Balenciaga’s Pre-Fall 2025 campaign for its Automobili Lamborghini collaboration, styled as a “leaked” series of photos from creative director Demna Gvasalia’s camera roll, at first glance feels like a casual glimpse into the creative process rather than a meticulously curated luxury campaign. With its watermarked, unpolished imagery evoking the spontaneity of a behind-the-scenes moment, the campaign disrupts expectations of high fashion’s curated and highly-produced aesthetics. At a time when under-produced visuals are beginning to dominate cultural preferences, (look no further than Loewe’s latest editorial shot by Juergen Teller), Balenciaga’s choice resonates with a growing shift in how authenticity is constructed. But is this more than a surface-level bid for relatability? Could it instead be emblematic of a deeper transformation in the way we experience and value images in contemporary culture?
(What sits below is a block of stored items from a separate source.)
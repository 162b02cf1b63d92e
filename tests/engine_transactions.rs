use std::error::Error;
use std::sync::mpsc;
use std::sync::{Arc, Mutex};
use std::thread;
use std::time::Duration;

use txn_middleware::prelude::*;

type Engine = TransactionalEngine<FixedSessionProvider<SqliteSession>>;

fn no_params() -> &'static [RowValues] {
    &[]
}

fn accounts_session() -> Result<SqliteSession, TxnMiddlewareError> {
    let session = SqliteSession::open(&SqliteOptions::in_memory())?;
    session.execute_batch(
        "CREATE TABLE accounts (id INTEGER PRIMARY KEY, owner TEXT NOT NULL, balance INTEGER NOT NULL);",
    )?;
    Ok(session)
}

fn engine() -> Result<Engine, TxnMiddlewareError> {
    Ok(TransactionalEngine::new(FixedSessionProvider::new(
        accounts_session()?,
    )))
}

fn count_accounts(engine: &Engine) -> Option<i64> {
    engine
        .do_select(|s: &mut SqliteSession| s.query_count("SELECT COUNT(*) FROM accounts", no_params()))
        .into_value()
}

#[derive(Debug, thiserror::Error)]
enum LedgerError {
    #[error("insufficient funds: balance {0}")]
    InsufficientFunds(i64),
    #[error(transparent)]
    Db(#[from] TxnMiddlewareError),
}

#[test]
fn insert_then_count_through_the_engine() -> Result<(), Box<dyn Error>> {
    let engine = engine()?;
    let inserted = engine.do_in_transaction(|s: &mut SqliteSession| {
        s.execute(
            "INSERT INTO accounts (owner, balance) VALUES (?, ?)",
            &ConstantPreparedStatementDataProvider::empty()
                .with("ada")
                .with(100_i64),
        )
    });
    assert_eq!(inserted.into_value(), Some(1));
    assert_eq!(count_accounts(&engine), Some(1));

    let snap = engine.telemetry().snapshot();
    assert_eq!(snap.transactions_started, 1);
    assert_eq!(snap.transactions_committed, 1);
    assert_eq!(snap.executions_succeeded, 2);
    assert_eq!(snap.success_latency.count, 2);
    Ok(())
}

#[test]
fn joined_inner_work_shares_the_outer_transaction() -> Result<(), Box<dyn Error>> {
    let engine = engine()?;
    engine.set_allow_nested_transactions(true);

    let outcome = engine.do_in_transaction(|s: &mut SqliteSession| {
        s.execute("INSERT INTO accounts (owner, balance) VALUES ('outer', 1)", no_params())?;
        engine
            .execute_in_transaction(s, true, |inner: &mut SqliteSession| {
                assert_eq!(inner.savepoint_depth(), 0);
                inner.execute("INSERT INTO accounts (owner, balance) VALUES ('inner', 2)", no_params())
            })
            .into_result()
    });
    assert!(outcome.is_success());

    let telemetry = engine.telemetry();
    assert_eq!(telemetry.transactions_started(), 1);
    assert_eq!(telemetry.transactions_committed(), 1);
    assert_eq!(telemetry.executions_succeeded(), 2);
    assert_eq!(count_accounts(&engine), Some(2));
    Ok(())
}

#[test]
fn unjoined_inner_work_owns_a_savepoint() -> Result<(), Box<dyn Error>> {
    let engine = engine()?;

    let outcome = engine.do_in_transaction(|s: &mut SqliteSession| {
        engine
            .execute_in_transaction(s, false, |inner: &mut SqliteSession| {
                assert_eq!(inner.savepoint_depth(), 1);
                inner.execute("INSERT INTO accounts (owner, balance) VALUES ('inner', 2)", no_params())
            })
            .into_result()
    });
    assert_eq!(outcome.into_value(), Some(1));

    let telemetry = engine.telemetry();
    assert_eq!(telemetry.transactions_started(), 2);
    assert_eq!(telemetry.transactions_committed(), 2);
    assert_eq!(telemetry.transactions_rolled_back(), 0);
    Ok(())
}

#[test]
fn failed_inner_savepoint_leaves_outer_work_intact() -> Result<(), Box<dyn Error>> {
    let engine = engine()?;

    let outcome = engine.do_in_transaction(|s: &mut SqliteSession| {
        s.execute("INSERT INTO accounts (owner, balance) VALUES ('kept', 5)", no_params())?;
        let inner = engine.execute_in_transaction(s, false, |inner: &mut SqliteSession| {
            inner.execute("INSERT INTO accounts (owner, balance) VALUES ('dropped', 6)", no_params())?;
            Err::<(), _>(LedgerError::InsufficientFunds(6))
        });
        assert!(inner.is_failure());
        Ok::<_, LedgerError>(())
    });
    assert!(outcome.is_success());

    let owners = engine
        .do_select(|s: &mut SqliteSession| s.query_all("SELECT owner FROM accounts", no_params()))
        .into_value()
        .ok_or("select failed")?;
    assert_eq!(owners.len(), 1);
    assert_eq!(owners[0].get(0)?.as_string()?, Some("kept".to_string()));

    let snap = engine.telemetry().snapshot();
    assert_eq!(snap.transactions_started, 2);
    assert_eq!(snap.transactions_committed, 1);
    assert_eq!(snap.transactions_rolled_back, 1);
    assert_eq!(snap.executions_failed, 1);
    Ok(())
}

#[test]
fn failures_are_rolled_back_handled_once_and_returned() -> Result<(), Box<dyn Error>> {
    let engine = engine()?;
    let seen = Arc::new(Mutex::new(Vec::new()));
    let sink = Arc::clone(&seen);
    engine
        .config()
        .set_exception_handler(move |err: &(dyn Error + 'static)| {
            sink.lock().unwrap().push(err.to_string());
        });

    let outcome = engine.do_in_transaction(|s: &mut SqliteSession| {
        s.execute("INSERT INTO accounts (owner, balance) VALUES ('bob', 3)", no_params())?;
        let balance = s.query_count("SELECT balance FROM accounts WHERE owner = 'bob'", no_params())?;
        if balance < 10 {
            return Err(LedgerError::InsufficientFunds(balance));
        }
        Ok(balance)
    });

    assert!(outcome.is_failure());
    assert!(matches!(
        outcome.error(),
        Some(LedgerError::InsufficientFunds(3))
    ));
    assert_eq!(
        seen.lock().unwrap().as_slice(),
        ["insufficient funds: balance 3".to_string()]
    );
    assert_eq!(count_accounts(&engine), Some(0));

    let snap = engine.telemetry().snapshot();
    assert_eq!(snap.transactions_rolled_back, 1);
    assert_eq!(snap.executions_failed, 1);
    assert_eq!(snap.failure_latency.count, 1);
    assert!(!engine.run_in_transaction(|s: &mut SqliteSession| {
        s.execute_batch("INSERT INTO nowhere VALUES (1)")
    }));
    assert_eq!(seen.lock().unwrap().len(), 2);
    Ok(())
}

#[test]
fn slow_calls_reach_the_time_exceeded_handler() -> Result<(), Box<dyn Error>> {
    let engine = engine()?;
    let messages = Arc::new(Mutex::new(Vec::new()));
    let sink = Arc::clone(&messages);
    engine.config().set_execution_time_threshold(Duration::ZERO);
    engine
        .config()
        .set_execution_time_exceeded_handler(move |message: &str, _elapsed: Duration| {
            sink.lock().unwrap().push(message.to_string());
        });

    let outcome = engine.do_in_transaction(|_: &mut SqliteSession| {
        thread::sleep(Duration::from_millis(2));
        Ok::<_, TxnMiddlewareError>(())
    });
    assert!(outcome.is_success());

    let messages = messages.lock().unwrap();
    assert_eq!(messages.len(), 1);
    assert!(messages[0].starts_with("transaction took"));
    assert!(messages[0].ends_with("over the 0 ms threshold"));
    Ok(())
}

#[test]
fn panicking_handlers_do_not_change_the_outcome() -> Result<(), Box<dyn Error>> {
    fn exploding_exception(_: &(dyn Error + 'static)) {
        panic!("exception handler bug");
    }
    fn exploding_timer(_: &str, _: Duration) {
        panic!("timer handler bug");
    }

    let engine = engine()?;
    engine.config().set_exception_handler(exploding_exception);
    engine.config().set_execution_time_exceeded_handler(exploding_timer);
    engine.config().set_execution_time_threshold(Duration::ZERO);

    let failed = engine.do_in_transaction(|s: &mut SqliteSession| s.execute_batch("NOT SQL"));
    assert!(failed.is_failure());

    let ok = engine.do_in_transaction(|s: &mut SqliteSession| {
        thread::sleep(Duration::from_millis(1));
        s.execute("INSERT INTO accounts (owner, balance) VALUES ('eve', 1)", no_params())
    });
    assert_eq!(ok.into_value(), Some(1));
    assert_eq!(engine.telemetry().executions_failed(), 1);
    Ok(())
}

#[test]
fn busy_session_fails_fast_without_synchronization() -> Result<(), Box<dyn Error>> {
    let engine = engine()?;
    let shared = engine.session_provider().session();
    let held = shared.lock().unwrap();

    let outcome =
        engine.do_in_transaction(|_: &mut SqliteSession| Ok::<_, TxnMiddlewareError>(()));
    assert!(matches!(
        outcome.error(),
        Some(TxnMiddlewareError::SessionBusy)
    ));
    assert_eq!(engine.telemetry().transactions_started(), 0);
    assert_eq!(engine.telemetry().executions_failed(), 1);
    assert!(!held.is_transaction_active());
    Ok(())
}

#[test]
fn synchronized_session_waits_for_the_holder() -> Result<(), Box<dyn Error>> {
    let engine = engine()?.with_options(
        EngineOptions::builder()
            .synchronize_session(true)
            .finish(),
    );
    let shared = engine.session_provider().session();
    let (locked_tx, locked_rx) = mpsc::channel();

    let holder = thread::spawn(move || {
        let session = shared.lock().unwrap();
        locked_tx.send(()).unwrap();
        thread::sleep(Duration::from_millis(50));
        session
            .execute("INSERT INTO accounts (owner, balance) VALUES ('first', 1)", no_params())
            .unwrap();
    });
    locked_rx.recv()?;

    let outcome = engine.do_in_transaction(|s: &mut SqliteSession| {
        s.query_count("SELECT COUNT(*) FROM accounts", no_params())
    });
    holder.join().map_err(|_| "holder panicked")?;
    assert_eq!(outcome.into_value(), Some(1));
    Ok(())
}

#[test]
fn engines_sharing_a_config_share_telemetry_and_handlers() -> Result<(), Box<dyn Error>> {
    let config = ExecutionConfig::shared();
    let first = TransactionalEngine::with_config(
        FixedSessionProvider::new(accounts_session()?),
        Arc::clone(&config),
    );
    let second = TransactionalEngine::with_config(
        FixedSessionProvider::new(accounts_session()?),
        Arc::clone(&config),
    );

    let handled = Arc::new(Mutex::new(0_usize));
    let counter = Arc::clone(&handled);
    config.set_exception_handler(move |_: &(dyn Error + 'static)| {
        *counter.lock().unwrap() += 1;
    });

    assert!(first.run_in_transaction(|s: &mut SqliteSession| {
        s.execute_batch("INSERT INTO accounts (owner, balance) VALUES ('a', 1)")
    }));
    assert!(!second.run_in_transaction(|s: &mut SqliteSession| {
        s.execute_batch("INSERT INTO accounts (owner) VALUES ('missing balance')")
    }));

    assert_eq!(*handled.lock().unwrap(), 1);
    let snap = config.telemetry().snapshot();
    assert_eq!(snap.executions_succeeded, 1);
    assert_eq!(snap.executions_failed, 1);
    assert_eq!(snap.transactions_committed, 1);
    assert_eq!(snap.transactions_rolled_back, 1);
    assert_eq!(first.telemetry().snapshot(), second.telemetry().snapshot());
    Ok(())
}

#[test]
fn options_load_from_json() -> Result<(), Box<dyn Error>> {
    let engine = engine()?.with_options(EngineOptions::from_json(
        r#"{"use_transaction_for_select": true}"#,
    )?);
    assert!(engine.options().use_transaction_for_select);
    assert!(!engine.options().synchronize_session);

    let active = engine
        .do_select(|s: &mut SqliteSession| Ok::<_, TxnMiddlewareError>(s.is_transaction_active()));
    assert_eq!(active.into_value(), Some(true));
    assert!(matches!(
        EngineOptions::from_json("{not json"),
        Err(TxnMiddlewareError::ConfigError(_))
    ));
    Ok(())
}

#[test]
fn nested_call_on_a_held_session_is_refused_instead_of_waiting() -> Result<(), Box<dyn Error>> {
    for synchronize in [true, false] {
        let (done_tx, done_rx) = mpsc::channel();
        thread::spawn(move || {
            let engine = engine().unwrap().with_options(
                EngineOptions::builder()
                    .synchronize_session(synchronize)
                    .allow_nested_transactions(true)
                    .finish(),
            );
            let outer = engine.do_in_transaction(|s: &mut SqliteSession| {
                s.execute("INSERT INTO accounts (owner, balance) VALUES ('outer', 1)", no_params())?;
                let inner = engine
                    .do_in_transaction(|_: &mut SqliteSession| Ok::<_, TxnMiddlewareError>(1));
                Ok::<_, TxnMiddlewareError>(matches!(
                    inner.error(),
                    Some(TxnMiddlewareError::ReentrantSession)
                ))
            });
            done_tx
                .send((
                    outer.into_value(),
                    count_accounts(&engine),
                    engine.telemetry().executions_failed(),
                ))
                .unwrap();
        });

        let (refused, count, failed) = done_rx.recv_timeout(Duration::from_secs(5))?;
        assert_eq!(refused, Some(true), "synchronize_session = {synchronize}");
        assert_eq!(count, Some(1));
        assert_eq!(failed, 1);
    }
    Ok(())
}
The editorial images are framed as ephemeral snapshots—pictures more likely to be pulled up on a stylist’s phone during a creative meeting than showcased globally as an official collection editorial. On closer inspection, the campaign possesses an uncanny quality that compels the viewer to linger. In “Remediation: Understanding New Media,” Jay David Bolter and Richard Grusin describe this experience as hyper-mediacy—a form of aesthetics that “asks us to take pleasure in the act of mediation” and “multiplies the signs of mediation” to create a “feeling of fullness, a satiety of experience, which can be taken as reality.”
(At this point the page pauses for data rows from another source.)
use super::parsers::{
    is_block_comment_end, is_block_comment_start, is_line_comment_start, is_name_byte,
};

#[derive(Clone, Copy, PartialEq, Eq)]
pub(super) enum State {
    Normal,
    SingleQuoted,
    DoubleQuoted,
    Backticked,
    Bracketed,
    LineComment,
    BlockComment,
}

impl State {
    /// The literal or comment that opens at `idx`, with the index of the last
    /// byte of its opening delimiter.
    pub(super) fn opening(bytes: &[u8], idx: usize) -> Option<(State, usize)> {
        let state = match bytes.get(idx)? {
            b'\'' => State::SingleQuoted,
            b'"' => State::DoubleQuoted,
            b'`' => State::Backticked,
            b'[' => State::Bracketed,
            _ if is_line_comment_start(bytes, idx) => return Some((State::LineComment, idx + 1)),
            _ if is_block_comment_start(bytes, idx) => {
                return Some((State::BlockComment, idx + 1));
            }
            _ => return None,
        };
        Some((state, idx))
    }

    /// Consume the byte at `idx` inside a literal or comment. Returns the
    /// state after it and the index of the last byte consumed.
    pub(super) fn step(self, bytes: &[u8], idx: usize) -> (State, usize) {
        let b = bytes[idx];
        match self {
            State::Normal => (self, idx),
            State::SingleQuoted | State::DoubleQuoted => {
                let quote = if self == State::SingleQuoted { b'\'' } else { b'"' };
                if b != quote {
                    (self, idx)
                } else if bytes.get(idx + 1) == Some(&quote) {
                    (self, idx + 1) // escaped quote
                } else {
                    (State::Normal, idx)
                }
            }
            State::Backticked if b == b'`' => (State::Normal, idx),
            State::Bracketed if b == b']' => (State::Normal, idx),
            State::LineComment if b == b'\n' => (State::Normal, idx),
            State::BlockComment if is_block_comment_end(bytes, idx) => (State::Normal, idx + 1),
            State::Backticked | State::Bracketed | State::LineComment | State::BlockComment => {
                (self, idx)
            }
        }
    }
}

pub(super) fn scan_digits(bytes: &[u8], start: usize) -> Option<(usize, &str)> {
    let mut idx = start;
    while idx < bytes.len() && bytes[idx].is_ascii_digit() {
        idx += 1;
    }
    if idx == start {
        None
    } else {
        std::str::from_utf8(&bytes[start..idx])
            .ok()
            .map(|digits| (idx, digits))
    }
}

/// End of a parameter name starting at `start`, tokenized the way `SQLite`
/// does: `::` joins name segments and a `(...)` suffix after the name belongs
/// to it, so `$a::b` and `$a(x)` are single parameters.
///
/// `None` if there is no name, or a `(` suffix is not closed before
/// whitespace (`SQLite` rejects that token).
pub(super) fn scan_name(bytes: &[u8], start: usize) -> Option<usize> {
    let mut idx = start;
    let mut name_len = 0;
    while idx < bytes.len() {
        let b = bytes[idx];
        if is_name_byte(b) {
            name_len += 1;
        } else if b == b'(' && name_len > 0 {
            let close = bytes[idx..]
                .iter()
                .position(|c| *c == b')' || c.is_ascii_whitespace())?;
            if bytes[idx + close] != b')' {
                return None;
            }
            return Some(idx + close + 1);
        } else if b == b':' && bytes.get(idx + 1) == Some(&b':') {
            idx += 1;
        } else {
            break;
        }
        idx += 1;
    }
    (name_len > 0).then_some(idx)
}

/// End of an identifier or keyword starting at `start`; `$` is allowed after
/// the first byte, as in `SQLite` identifiers.
pub(super) fn skip_identifier(bytes: &[u8], start: usize) -> usize {
    let mut idx = start;
    while idx < bytes.len() {
        let b = bytes[idx];
        if !(is_name_byte(b) || (idx > start && b == b'$')) {
            break;
        }
        idx += 1;
    }
    idx
}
Under-produced aesthetics, or broadly, vernacular images, those images one captures without ever really returning to them, the litter of one’s camera roll which defines a certain visual diary of their life, are increasingly becoming popularized, not just in social media spaces (by way of curated-lazy photo dumps and unfiltered grainy iPhone zooms) but also by brands and luxury houses of the highest calibre like Balenciaga.What might seem like a banal or lazy artistic choice actually reflects a broader cultural shift: a paradoxical nostalgia for the present.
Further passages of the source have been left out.